══ RECORDS FOR THIS TASK

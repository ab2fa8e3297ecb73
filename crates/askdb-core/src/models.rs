//! Domain models for sessions, conversations, and the query log.

use chrono::{DateTime, Duration, Utc};
use serde::{Deserialize, Serialize};
use uuid::Uuid;

/// Message roles within a conversation.
#[derive(Debug, Clone, Copy, Serialize, Deserialize, PartialEq, Eq)]
#[serde(rename_all = "lowercase")]
pub enum MessageRole {
    User,
    Assistant,
    System,
}

impl std::fmt::Display for MessageRole {
    fn fmt(&self, f: &mut std::fmt::Formatter<'_>) -> std::fmt::Result {
        match self {
            MessageRole::User => write!(f, "user"),
            MessageRole::Assistant => write!(f, "assistant"),
            MessageRole::System => write!(f, "system"),
        }
    }
}

impl From<&str> for MessageRole {
    fn from(s: &str) -> Self {
        match s.to_lowercase().as_str() {
            "assistant" | "agent" | "ai" | "bot" => MessageRole::Assistant,
            "system" => MessageRole::System,
            _ => MessageRole::User,
        }
    }
}

/// Client surface tag partitioning history and analytics.
#[derive(Debug, Clone, Copy, Default, Serialize, Deserialize, PartialEq, Eq, Hash)]
#[serde(rename_all = "lowercase")]
pub enum WidgetType {
    #[default]
    Default,
    Auth,
}

impl WidgetType {
    pub fn as_str(self) -> &'static str {
        match self {
            WidgetType::Default => "default",
            WidgetType::Auth => "auth",
        }
    }
}

impl std::fmt::Display for WidgetType {
    fn fmt(&self, f: &mut std::fmt::Formatter<'_>) -> std::fmt::Result {
        write!(f, "{}", self.as_str())
    }
}

impl From<&str> for WidgetType {
    fn from(s: &str) -> Self {
        match s.to_lowercase().as_str() {
            "auth" => WidgetType::Auth,
            _ => WidgetType::Default,
        }
    }
}

/// An authenticated session. The `db_config` blob is owned by the caller
/// and never interpreted here.
#[derive(Debug, Clone, Serialize, Deserialize)]
pub struct AuthSession {
    pub id: String,
    pub username: String,
    pub db_config: serde_json::Value,
    pub created_at: DateTime<Utc>,
    pub last_activity: DateTime<Utc>,
    pub ttl_minutes: i64,
    /// Non-owning link to a conversation session. Lookup only, never
    /// cascades deletion.
    pub conversation_id: Option<String>,
}

impl AuthSession {
    pub fn new(username: impl Into<String>, db_config: serde_json::Value, ttl_minutes: i64) -> Self {
        let now = Utc::now();
        Self {
            id: Uuid::new_v4().to_string(),
            username: username.into(),
            db_config,
            created_at: now,
            last_activity: now,
            ttl_minutes,
            conversation_id: None,
        }
    }

    pub fn is_expired(&self) -> bool {
        Utc::now() - self.last_activity > Duration::minutes(self.ttl_minutes)
    }

    /// Reset the sliding-expiration countdown.
    pub fn touch(&mut self) {
        self.last_activity = Utc::now();
    }
}

/// A single message in a conversation. Immutable once appended.
#[derive(Debug, Clone, Serialize, Deserialize)]
pub struct ConversationMessage {
    pub role: MessageRole,
    pub content: String,
    pub metadata: serde_json::Value,
    pub timestamp: DateTime<Utc>,
}

impl ConversationMessage {
    pub fn new(role: MessageRole, content: impl Into<String>, metadata: serde_json::Value) -> Self {
        Self {
            role,
            content: content.into(),
            metadata,
            timestamp: Utc::now(),
        }
    }

    /// Project down to the role/content form sent to the language model.
    pub fn to_context(&self) -> ContextMessage {
        ContextMessage {
            role: self.role,
            content: self.content.clone(),
        }
    }
}

/// Role/content pair in the shape the language model consumes.
#[derive(Debug, Clone, Serialize, Deserialize, PartialEq, Eq)]
pub struct ContextMessage {
    pub role: MessageRole,
    pub content: String,
}

/// A conversation session with its ordered message log.
#[derive(Debug, Clone, Serialize, Deserialize)]
pub struct ConversationSession {
    pub id: String,
    pub messages: Vec<ConversationMessage>,
    pub created_at: DateTime<Utc>,
    pub last_activity: DateTime<Utc>,
    pub ttl_minutes: i64,
}

impl ConversationSession {
    pub fn new(ttl_minutes: i64) -> Self {
        let now = Utc::now();
        Self {
            id: Uuid::new_v4().to_string(),
            messages: Vec::new(),
            created_at: now,
            last_activity: now,
            ttl_minutes,
        }
    }

    pub fn is_expired(&self) -> bool {
        Utc::now() - self.last_activity > Duration::minutes(self.ttl_minutes)
    }

    pub fn touch(&mut self) {
        self.last_activity = Utc::now();
    }
}

/// A logged query. Immutable except for the favorite flag, favorite name,
/// and tags.
#[derive(Debug, Clone, Serialize, Deserialize)]
pub struct QueryRecord {
    pub id: String,
    pub session_id: String,
    pub user_id: Option<String>,
    pub question: String,
    pub sql: String,
    pub tables: Vec<String>,
    pub row_count: i64,
    pub execution_time_ms: f64,
    pub success: bool,
    pub error_message: Option<String>,
    pub widget_type: WidgetType,
    pub is_favorite: bool,
    pub favorite_name: Option<String>,
    pub tags: Vec<String>,
    pub created_at: DateTime<Utc>,
}

impl QueryRecord {
    /// Content fingerprint used to suppress near-duplicate recent entries.
    pub fn dedup_hash(&self) -> u64 {
        dedup_hash(&self.sql)
    }
}

/// Hash of normalized SQL text (trimmed, lowercased).
pub fn dedup_hash(sql: &str) -> u64 {
    use std::hash::{Hash, Hasher};
    let mut hasher = std::collections::hash_map::DefaultHasher::new();
    sql.trim().to_lowercase().hash(&mut hasher);
    hasher.finish()
}

#[cfg(test)]
#[path = "models_tests.rs"]
mod tests;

════

■ **EXERCISE BRIEF**:
Copy out the full listing above. Keep every word as it is.

■ **ANSWER SPACE**:
repository ab2fa8e3297ecb73
filename crates/askdb-core/src/models.rs
//! Domain models for sessions, conversations, and the query log.

use chrono::{DateTime, Duration, Utc};
use serde::{Deserialize, Serialize};
use uuid::Uuid;

/// Message roles within a conversation.
#[derive(Debug, Clone, Copy, Serialize, Deserialize, PartialEq, Eq)]
#[serde(rename_all = "lowercase")]
pub enum MessageRole {
    User,
    Assistant,
    System,
}

impl std::fmt::Display for MessageRole {
    fn fmt(&self, f: &mut std::fmt::Formatter<'_>) -> std::fmt::Result {
        match self {
            MessageRole::User => write!(f, "user"),
            MessageRole::Assistant => write!(f, "assistant"),
            MessageRole::System => write!(f, "system"),
        }
    }
}

impl From<&str> for MessageRole {
    fn from(s: &str) -> Self {
        match s.to_lowercase().as_str() {
            "assistant" | "agent" | "ai" | "bot" => MessageRole::Assistant,
            "system" => MessageRole::System,
            _ => MessageRole::User,
        }
    }
}

/// Client surface tag partitioning history and analytics.
#[derive(Debug, Clone, Copy, Default, Serialize, Deserialize, PartialEq, Eq, Hash)]
#[serde(rename_all = "lowercase")]
pub enum WidgetType {
    #[default]
    Default,
    Auth,
}

impl WidgetType {
    pub fn as_str(self) -> &'static str {
        match self {
            WidgetType::Default => "default",
            WidgetType::Auth => "auth",
        }
    }
}

impl std::fmt::Display for WidgetType {
    fn fmt(&self, f: &mut std::fmt::Formatter<'_>) -> std::fmt::Result {
        write!(f, "{}", self.as_str())
    }
}

impl From<&str> for WidgetType {
    fn from(s: &str) -> Self {
        match s.to_lowercase().as_str() {
            "auth" => WidgetType::Auth,
            _ => WidgetType::Default,
        }
    }
}

/// An authenticated session. The `db_config` blob is owned by the caller
/// and never interpreted here.
#[derive(Debug, Clone, Serialize, Deserialize)]
pub struct AuthSession {
    pub id: String,
    pub username: String,
    pub db_config: serde_json::Value,
    pub created_at: DateTime<Utc>,
    pub last_activity: DateTime<Utc>,
    pub ttl_minutes: i64,
    /// Non-owning link to a conversation session. Lookup only, never
    /// cascades deletion.
    pub conversation_id: Option<String>,
}

impl AuthSession {
    pub fn new(username: impl Into<String>, db_config: serde_json::Value, ttl_minutes: i64) -> Self {
        let now = Utc::now();
        Self {
            id: Uuid::new_v4().to_string(),
            username: username.into(),
            db_config,
            created_at: now,
            last_activity: now,
            ttl_minutes,
            conversation_id: None,
        }
    }

    pub fn is_expired(&self) -> bool {
        Utc::now() - self.last_activity > Duration::minutes(self.ttl_minutes)
    }

    /// Reset the sliding-expiration countdown.
    pub fn touch(&mut self) {
        self.last_activity = Utc::now();
    }
}

/// A single message in a conversation. Immutable once appended.
#[derive(Debug, Clone, Serialize, Deserialize)]
pub struct ConversationMessage {
    pub role: MessageRole,
    pub content: String,
    pub metadata: serde_json::Value,
    pub timestamp: DateTime<Utc>,
}

impl ConversationMessage {
    pub fn new(role: MessageRole, content: impl Into<String>, metadata: serde_json::Value) -> Self {
        Self {
            role,
            content: content.into(),
            metadata,
            timestamp: Utc::now(),
        }
    }

    /// Project down to the role/content form sent to the language model.
    pub fn to_context(&self) -> ContextMessage {
        ContextMessage {
            role: self.role,
            content: self.content.clone(),
        }
    }
}

/// Role/content pair in the shape the language model consumes.
#[derive(Debug, Clone, Serialize, Deserialize, PartialEq, Eq)]
pub struct ContextMessage {
    pub role: MessageRole,
    pub content: String,
}

/// A conversation session with its ordered message log.
#[derive(Debug, Clone, Serialize, Deserialize)]
pub struct ConversationSession {
    pub id: String,
    pub messages: Vec<ConversationMessage>,
    pub created_at: DateTime<Utc>,
    pub last_activity: DateTime<Utc>,
    pub ttl_minutes: i64,
}

impl ConversationSession {
    pub fn new(ttl_minutes: i64) -> Self {
        let now = Utc::now();
        Self {
            id: Uuid::new_v4().to_string(),
            messages: Vec::new(),
            created_at: now,
            last_activity: now,
            ttl_minutes,
        }
    }

    pub fn is_expired(&self) -> bool {
        Utc::now() - self.last_activity > Duration::minutes(self.ttl_minutes)
    }

    pub fn touch(&mut self) {
        self.last_activity = Utc::now();
    }
}

/// A logged query. Immutable except for the favorite flag, favorite name,
/// and tags.
#[derive(Debug, Clone, Serialize, Deserialize)]
pub struct QueryRecord {
    pub id: String,
    pub session_id: String,
    pub user_id: Option<String>,
    pub question: String,
    pub sql: String,
    pub tables: Vec<String>,
    pub row_count: i64,
    pub execution_time_ms: f64,
    pub success: bool,
    pub error_message: Option<String>,
    pub widget_type: WidgetType,
    pub is_favorite: bool,
    pub favorite_name: Option<String>,
    pub tags: Vec<String>,
    pub created_at: DateTime<Utc>,
}

impl QueryRecord {
    /// Content fingerprint used to suppress near-duplicate recent entries.
    pub fn dedup_hash(&self) -> u64 {
        dedup_hash(&self.sql)
    }
}

/// Hash of normalized SQL text (trimmed, lowercased).
pub fn dedup_hash(sql: &str) -> u64 {
    use std::hash::{Hash, Hasher};
    let mut hasher = std::collections::hash_map::DefaultHasher::new();
    sql.trim().to_lowercase().hash(&mut hasher);
    hasher.finish()
}

#[cfg(test)]
#[path = "models_tests.rs"]
mod tests;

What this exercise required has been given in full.